Aliev, like many soldiers, relies on locals to help him with his laundry. Valuyki resident Lyubov Zazharskaya said she washes in her machine at home dirty laundry from soldiers returning from Ukraine and has ironed a serviceman’s uniform so he could attend a comrade’s funeral procession. According to her, laundry facilities on the bases were not able to keep up.
Reuters asked the Kremlin and the defense ministry for information about troop deployments in Valuyki, the conditions of soldiers there or the cost to build the base.
SALE OF EQUIPMENT
Reuters had access to a Telegram private channel, where volunteer soldiers based in Belgorod coordinate their efforts to obtain equipment for them. The administrators created a list of the most critical items that troops needed. These items can be purchased at regular retailers, but they are also available for military use.
“We urgently need to obtain at least 3 drones like these before Saturday for our police special forces,” one administrator in the chat, who used the name Ruslana, posted on April 12. “They are badly needed and could save the lives of lots of our guys.”
An administrator also included a screenshot from an online retailer that showed what was claimed to be a quadrocopter drone by Chinese company SZ DJI Technology Co. According to the retailer, the cost was 92990 rubles (roughly $1,100).
When approached for comment for this article, the person identified as Ruslana declined to answer questions about the practice of supplying equipment for the military, saying Reuters was owned by people from “unfriendly countries.”
DJI stated to Reuters that in April it had stopped doing business with Russia and Ukraine. A review of compliance requirements for different jurisdictions is currently underway due to the hostilities.
A post that appeared on May 18 in the same chat from someone called Roman, read: “Friends, we’re collecting humanitarian aid, and for the front. We urgently require 16 radios for the soldiers.
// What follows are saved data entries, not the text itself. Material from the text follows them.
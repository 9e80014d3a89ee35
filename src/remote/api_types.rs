//! Wire types for the analysis endpoints.
//!
//! Responses pass through the same lenient deserializers as entity records,
//! so a partially filled verdict still decodes.

use serde::{Deserialize, Serialize};
use serde_json::Value;

use crate::model::lenient;
use crate::model::Severity;

/// Device compliance evaluation
#[derive(Debug, Clone, Default, PartialEq, Serialize, Deserialize)]
#[serde(default)]
pub struct ComplianceVerdict {
  #[serde(deserialize_with = "lenient::flag")]
  pub compliant: bool,
  #[serde(deserialize_with = "lenient::percent")]
  pub risk_score: u8,
  #[serde(deserialize_with = "lenient::string_list")]
  pub findings: Vec<String>,
}

/// Recommended response playbook for a case
#[derive(Debug, Clone, Default, PartialEq, Serialize, Deserialize)]
#[serde(default)]
pub struct PlaybookSuggestion {
  #[serde(deserialize_with = "lenient::string")]
  pub playbook: String,
  #[serde(deserialize_with = "lenient::string_list")]
  pub steps: Vec<String>,
}

/// Aggregate risk across the active threat set
#[derive(Debug, Clone, Default, PartialEq, Serialize, Deserialize)]
#[serde(default)]
pub struct CampaignRisk {
  #[serde(deserialize_with = "lenient::percent")]
  pub score: u8,
  #[serde(deserialize_with = "lenient::enum_value")]
  pub level: Severity,
  /// Number of threats that contributed to the score
  #[serde(deserialize_with = "lenient::count_u32")]
  pub contributing: u32,
}

/// Unwrap a snapshot body. Accepts a bare array or an `{ "items": [...] }` /
/// `{ "data": [...] }` envelope.
pub fn snapshot_records(body: Value) -> Option<Vec<Value>> {
  match body {
    Value::Array(records) => Some(records),
    Value::Object(mut envelope) => ["items", "data"].iter().find_map(|key| match envelope.remove(*key) {
      Some(Value::Array(records)) => Some(records),
      _ => None,
    }),
    _ => None,
  }
}

#[cfg(test)]
mod tests {
  use super::*;
  use serde_json::json;

  #[test]
  fn test_verdict_tolerates_partial_body() {
    let verdict: ComplianceVerdict = serde_json::from_value(json!({
      "compliant": "yes",
      "risk_score": 140,
      "findings": ["disk-unencrypted", 7]
    }))
    .unwrap();
    assert!(verdict.compliant);
    assert_eq!(verdict.risk_score, 100);
    assert_eq!(verdict.findings, vec!["disk-unencrypted"]);
  }

  #[test]
  fn test_campaign_risk_unknown_level() {
    let risk: CampaignRisk = serde_json::from_value(json!({ "score": 61.6, "level": "dire" })).unwrap();
    assert_eq!(risk.score, 62);
    assert_eq!(risk.level, Severity::Medium);
    assert_eq!(risk.contributing, 0);
  }

  #[test]
  fn test_snapshot_envelopes() {
    assert_eq!(snapshot_records(json!([{ "id": "a" }])).map(|r| r.len()), Some(1));
    assert_eq!(snapshot_records(json!({ "items": [1, 2] })).map(|r| r.len()), Some(2));
    assert_eq!(snapshot_records(json!({ "data": [] })).map(|r| r.len()), Some(0));
    assert!(snapshot_records(json!({ "items": "nope" })).is_none());
    assert!(snapshot_records(json!("text")).is_none());
  }
}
Suitable models: Motorola (NYSE:) DP4800/DP4801, Hytera TC-508.” Reuters was unable to reach the person who posted the message.
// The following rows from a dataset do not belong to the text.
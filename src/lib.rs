//! Adaptive sync and lifecycle engine for a client-resident cache of
//! security-intelligence entities.
//!
//! The engine keeps threats, cases, feeds, users and devices in local
//! stores, reconciles them against a remote service when it is reachable,
//! degrades to local heuristics when it is not, and runs lifecycle rules
//! (decay, SLA breach, circuit cooldown, dormancy) as deferred background
//! work.

pub mod app;
pub mod config;
pub mod event;
pub mod filter;
pub mod logging;
pub mod model;
pub mod remote;
pub mod resilient;
pub mod rules;
pub mod scheduler;
pub mod store;
pub mod sync;

pub use app::{Engine, EngineOptions};
pub use config::Config;
pub use event::{Event, NotificationHub, Topic};
pub use resilient::{FallbackResult, Provenance};
pub use store::{EntityStore, NotFound, Stores};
According to four individuals involved and posts on the channel, items purchased are then collected and handed over to military personnel. Reuters couldn’t determine the amount of items collected.
Telegram has videos that show men dressed in camouflage and wearing balaclavas holding boxes of equipment donated by donors. “Thank you, comrades, for not abandoning us,” said one man in a May 23 post as he unpacked a small drone.
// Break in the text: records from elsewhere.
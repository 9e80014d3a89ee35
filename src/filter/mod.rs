//! Cheap duplicate detection for high-volume ingestion.

mod bloom;
mod dedup;

pub use bloom::MembershipFilter;
pub use dedup::{DedupOutcome, DedupStats, DeduplicationFilter, Deduplicate};
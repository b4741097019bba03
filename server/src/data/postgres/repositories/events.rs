//! Event repository.
//!
//! Events are read-mostly; listings are served by the search index, so the
//! store only needs creation and point lookups here.

use chrono::{DateTime, Utc};
use sqlx::PgPool;

use crate::data::postgres::StoreError;
use crate::data::types::EventRow;

pub struct NewEvent<'a> {
    pub title: &'a str,
    pub description: Option<&'a str>,
    pub event_type: &'a str,
    pub datetime_start: DateTime<Utc>,
    pub provider: &'a str,
    pub external: bool,
}

/// Insert an event and return the stored row
pub async fn create(pool: &PgPool, event: &NewEvent<'_>) -> Result<EventRow, StoreError> {
    let row = sqlx::query_as::<_, EventRow>(
        r#"
        INSERT INTO events_archive (title, description, type, datetime_start, provider, external)
        VALUES ($1, $2, $3, $4, $5, $6)
        RETURNING id, title, description, type, datetime_start, provider, external, total_seats
        "#,
    )
    .bind(event.title)
    .bind(event.description)
    .bind(event.event_type)
    .bind(event.datetime_start)
    .bind(event.provider)
    .bind(event.external)
    .fetch_one(pool)
    .await?;

    Ok(row)
}

pub async fn get_by_id(pool: &PgPool, id: i64) -> Result<Option<EventRow>, StoreError> {
    let row = sqlx::query_as::<_, EventRow>(
        "SELECT id, title, description, type, datetime_start, provider, external, total_seats
         FROM events_archive
         WHERE id = $1",
    )
    .bind(id)
    .fetch_optional(pool)
    .await?;

    Ok(row)
}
An employee of a Russian state organisation who works in the city of Belgorod told Reuters that bosses had instructed her and her colleagues to donate one day’s worth of wages to pay for drones and thermal sights for Russian forces in Ukraine. Fearing reprisals, the employee refused to reveal her identity or that of her employer. Reuters independent verification confirmed she was a public employee.
The Kremlin and the defence ministry didn’t respond to questions about volunteers providing equipment for the military.
A woman who said she was the mother of a soldier based in Valuyki and sent to Ukraine told Reuters that since the conflict began, she has twice made the nearly four-hour drive from her home to Valuyki to bring food for her son’s unit because combat rations were insufficient. Some people in her son’s unit had boots with the soles falling off, and Soviet-style canvas jackets with cotton padding inside that did not keep them warm, said the woman, who also asked not to be identified.
“When I saw this, I cried,” she said, describing the unkempt appearance of people in her son’s unit, without identifying which unit. Reuters independently verified that her son is in the Russian military but couldn’t establish the specific unit.
Neither the Kremlin nor the defence ministry responded to Reuters questions about the mother’s account.